AI, IP, and Startup Valuation in 2026: What Investors Are Now Asking — and What Founders Need to Prepare The Due Diligence process for AI startups has changed materially in 2026. The questions investors ask about intellectual property have expanded to cover AI-specific risks that did not exist in standard IP checklists three years ago. Understanding this shift — and preparing for it — is now a strategic priority for any AI startup approaching a funding conversation.

The three AI IP questions that now appear in every serious Due Diligence:

Question 1: What is the provenance of your training data?

This question has existed in IP due diligence for AI companies since the wave of copyright litigation beginning in 2023. It has become significantly more acute following the California AI Transparency Act's August 2, 2026 effective date, which creates a provenance disclosure obligation for covered AI systems — and passes compliance responsibility downstream to licensees.

For a startup whose AI system was trained on unlicensed or inadequately licensed data, this is both a copyright exposure and a regulatory compliance exposure simultaneously. Investors pricing AI startups now consider undocumented training data provenance as a liability that requires disclosure and adjustment in valuation, not a technical detail to be resolved post-close.

Question 2: Who owns the outputs your AI system produces?

The US Copyright Office has established that AI-generated content without meaningful human authorship cannot be copyrighted.
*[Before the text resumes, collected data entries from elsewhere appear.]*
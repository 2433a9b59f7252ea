//! Job description consumed by a session
//!
//! Adapters that turn vector or raster jobs into laser motion hand the
//! session one [`JobPart`] per layer: a bounding rectangle plus an ordered
//! list of [`JobCommand`]s. Coordinates are millimeters.

use serde::{Deserialize, Serialize};

/// A settable layer property
#[derive(Debug, Clone, Copy, PartialEq, Serialize, Deserialize)]
#[serde(tag = "property", content = "value", rename_all = "snake_case")]
pub enum LayerProperty {
    /// Minimum power in percent
    MinPower(u8),
    /// Maximum power in percent
    MaxPower(u8),
    /// Speed in device units
    Speed(f64),
    /// Pulse frequency
    Frequency(u32),
    /// Focus offset in device focus units
    Focus(f64),
}

/// One step of a job part
#[derive(Debug, Clone, Copy, PartialEq, Serialize, Deserialize)]
#[serde(tag = "type", rename_all = "snake_case")]
pub enum JobCommand {
    /// Move with the laser off
    MoveTo {
        /// X in mm
        x: f64,
        /// Y in mm
        y: f64,
    },
    /// Cut with the laser on
    LineTo {
        /// X in mm
        x: f64,
        /// Y in mm
        y: f64,
    },
    /// Change a property of the current layer
    SetProperty(LayerProperty),
}

impl JobCommand {
    /// Clamp power percentages into `0..=max_power`
    pub fn clamped(self, max_power: u8) -> Self {
        match self {
            Self::SetProperty(LayerProperty::MinPower(p)) => {
                Self::SetProperty(LayerProperty::MinPower(p.min(max_power)))
            }
            Self::SetProperty(LayerProperty::MaxPower(p)) => {
                Self::SetProperty(LayerProperty::MaxPower(p.min(max_power)))
            }
            other => other,
        }
    }
}

/// A job part: one layer's worth of motion
#[derive(Debug, Clone, PartialEq, Serialize, Deserialize)]
pub struct JobPart {
    /// Left edge in mm
    pub x: f64,
    /// Top edge in mm
    pub y: f64,
    /// Width in mm
    pub width: f64,
    /// Height in mm
    pub height: f64,
    /// Commands in execution order
    #[serde(default)]
    pub commands: Vec<JobCommand>,
}

impl JobPart {
    /// Create an empty part
    pub fn new(x: f64, y: f64, width: f64, height: f64) -> Self {
        Self {
            x,
            y,
            width,
            height,
            commands: Vec::new(),
        }
    }

    /// Append a command
    pub fn push(&mut self, command: JobCommand) -> &mut Self {
        self.commands.push(command);
        self
    }

    /// Iterate the commands in order; restartable
    pub fn commands(&self) -> impl Iterator<Item = JobCommand> + '_ {
        self.commands.iter().copied()
    }
}

/// A named job
#[derive(Debug, Clone, Default, PartialEq, Serialize, Deserialize)]
pub struct Job {
    /// Name uploaded to the controller
    pub name: String,
    /// Parts in creation order
    pub parts: Vec<JobPart>,
}

impl Job {
    /// Parse a job from JSON
    pub fn from_json(json: &str) -> serde_json::Result<Self> {
        serde_json::from_str(json)
    }
}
The Supreme Court's denial of certiorari in Thaler v. Perlmutter in March 2026 confirmed that only human beings can hold copyright authorship. For AI startups whose core product generates text, images, code, music, or other creative outputs, this creates a direct valuation question: if the outputs carry no IP protection, how defensible is the competitive moat?
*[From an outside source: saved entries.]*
//! Error types for the settings crate.
//!
//! Structured errors for loading, saving and validating configuration.

use std::io;
use thiserror::Error;

/// Errors that can occur during settings operations.
#[derive(Error, Debug)]
pub enum SettingsError {
    /// The configuration file could not be loaded.
    #[error("Failed to load settings: {0}")]
    LoadError(String),

    /// The configuration file could not be saved.
    #[error("Failed to save settings: {0}")]
    SaveError(String),

    /// The configuration directory could not be found or created.
    #[error("Config directory error: {0}")]
    ConfigDirectory(String),

    /// I/O error during file operations.
    #[error("I/O error: {0}")]
    IoError(#[from] io::Error),

    /// JSON serialization/deserialization error.
    #[error("JSON error: {0}")]
    JsonError(#[from] serde_json::Error),

    /// TOML deserialization error.
    #[error("TOML error: {0}")]
    TomlError(#[from] toml::de::Error),

    /// TOML serialization error.
    #[error("TOML error: {0}")]
    TomlSerializeError(#[from] toml::ser::Error),

    /// A configuration validation error occurred.
    #[error("Config error: {0}")]
    Config(#[from] ConfigError),
}

/// Errors related to configuration validation.
#[derive(Error, Debug, Clone, PartialEq, Eq)]
pub enum ConfigError {
    /// A required configuration key is missing or empty.
    #[error("Missing configuration key: {0}")]
    MissingKey(String),

    /// The configuration file format is not supported.
    #[error("Unsupported config format: {0}")]
    UnsupportedFormat(String),

    /// A configuration value is out of valid range.
    #[error("Value out of range for '{key}': {value}")]
    ValueOutOfRange { key: String, value: String },
}

/// Result type alias for settings operations.
pub type SettingsResult<T> = Result<T, SettingsError>;

/// Result type alias for configuration operations.
pub type ConfigResult<T> = Result<T, ConfigError>;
The answer depends on whether the startup has structured sufficient human authorship into its output workflow — and documented that structure in a way that supports copyright registration. Startups that have done this are in a materially different position than those that haven't, and sophisticated investors now distinguish between them.
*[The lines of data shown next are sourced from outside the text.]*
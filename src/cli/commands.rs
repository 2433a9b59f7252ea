//! CLI Command Implementations
//!
//! Implements the logic for each CLI command.

use std::path::Path;

use anyhow::Context;
use tracing::info;

use super::TargetArgs;
use crate::{bed_size, list_ports, open_device, send_job, Config, Job, TransportKind};
use ruidakit_core::codec::{bytes_to_hex, hex_to_bytes};

/// Load the configuration and apply command-line transport overrides
pub fn load_config(path: Option<&Path>, target: &TargetArgs) -> anyhow::Result<Config> {
    let mut config = match path {
        Some(path) => Config::load_from_file(path)
            .with_context(|| format!("loading {}", path.display()))?,
        None => match Config::default_path() {
            Ok(path) => Config::load_or_default(&path)
                .with_context(|| format!("loading {}", path.display()))?,
            Err(e) => {
                tracing::debug!("{}; using defaults", e);
                Config::default()
            }
        },
    };

    if let Some(output) = &target.output {
        config.connection.kind = TransportKind::File;
        config.connection.target = output.display().to_string();
    } else if let Some(device) = &target.serial {
        config.connection.kind = TransportKind::Serial;
        config.connection.target = device.clone();
    } else if let Some(host) = &target.host {
        config.connection.kind = TransportKind::Network;
        config.connection.target = host.clone();
    }

    config.validate()?;
    Ok(config)
}

/// Encode and send a job file.
pub fn send(config: &Config, job_path: &Path, name: Option<&str>) -> anyhow::Result<()> {
    info!("Loading job: {}", job_path.display());
    let text = std::fs::read_to_string(job_path)
        .with_context(|| format!("reading {}", job_path.display()))?;
    let mut job =
        Job::from_json(&text).with_context(|| format!("parsing {}", job_path.display()))?;
    if let Some(name) = name {
        job.name = name.to_string();
    }

    let summary = send_job(config, &job)?;
    println!(
        "Sent '{}' to {} {}: {} layers from {} parts",
        summary.name,
        config.connection.kind,
        config.connection.target,
        summary.layers,
        summary.parts
    );
    Ok(())
}

/// Print the bed size.
pub fn show_bed_size(config: &Config) -> anyhow::Result<()> {
    let size = bed_size(config);
    println!(
        "{:.1} x {:.1} mm ({})",
        size.width_mm, size.height_mm, size.source
    );
    Ok(())
}

/// Print the controller model.
pub fn show_model(config: &Config) -> anyhow::Result<()> {
    let mut session = open_device(config)?;
    let model = session.model_name()?;
    session.close()?;
    println!("{}", model);
    Ok(())
}

/// Print candidate serial ports.
pub fn show_ports() -> anyhow::Result<()> {
    let ports = list_ports()?;
    if ports.is_empty() {
        println!("No serial ports found");
    }
    for port in ports {
        match (port.vid, port.pid) {
            (Some(vid), Some(pid)) => println!(
                "{}  {} [{:04x}:{:04x}]",
                port.port_name, port.description, vid, pid
            ),
            _ => println!("{}  {}", port.port_name, port.description),
        }
    }
    Ok(())
}

/// Send a raw query and print the response payload.
pub fn raw_query(config: &Config, opcode: &str) -> anyhow::Result<()> {
    let request = hex_to_bytes(opcode)?;
    let mut session = open_device(config)?;
    let payload = session.query_raw(&request)?;
    session.close()?;
    println!("{}", bytes_to_hex(&payload));
    Ok(())
}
Question 3: Does the company own its AI infrastructure — or depend on a third-party API?

An AI startup whose core product is built on a third-party API has a different IP profile than one that has developed proprietary model architecture or fine-tuned models with documented training pipelines. The distinction affects exclusivity, defensibility, licensing optionality, and M&A attractiveness.

This question also connects to the patent landscape. As demonstrated by the USPTO's grant of patent allowances for tokenization infrastructure in 2026, the technical systems underlying AI products are patentable subject matter — and the competitive dynamics of the patent landscape are developing rapidly. A startup that has filed patents on its core AI methodology is in a different position from one that has not evaluated its patentability.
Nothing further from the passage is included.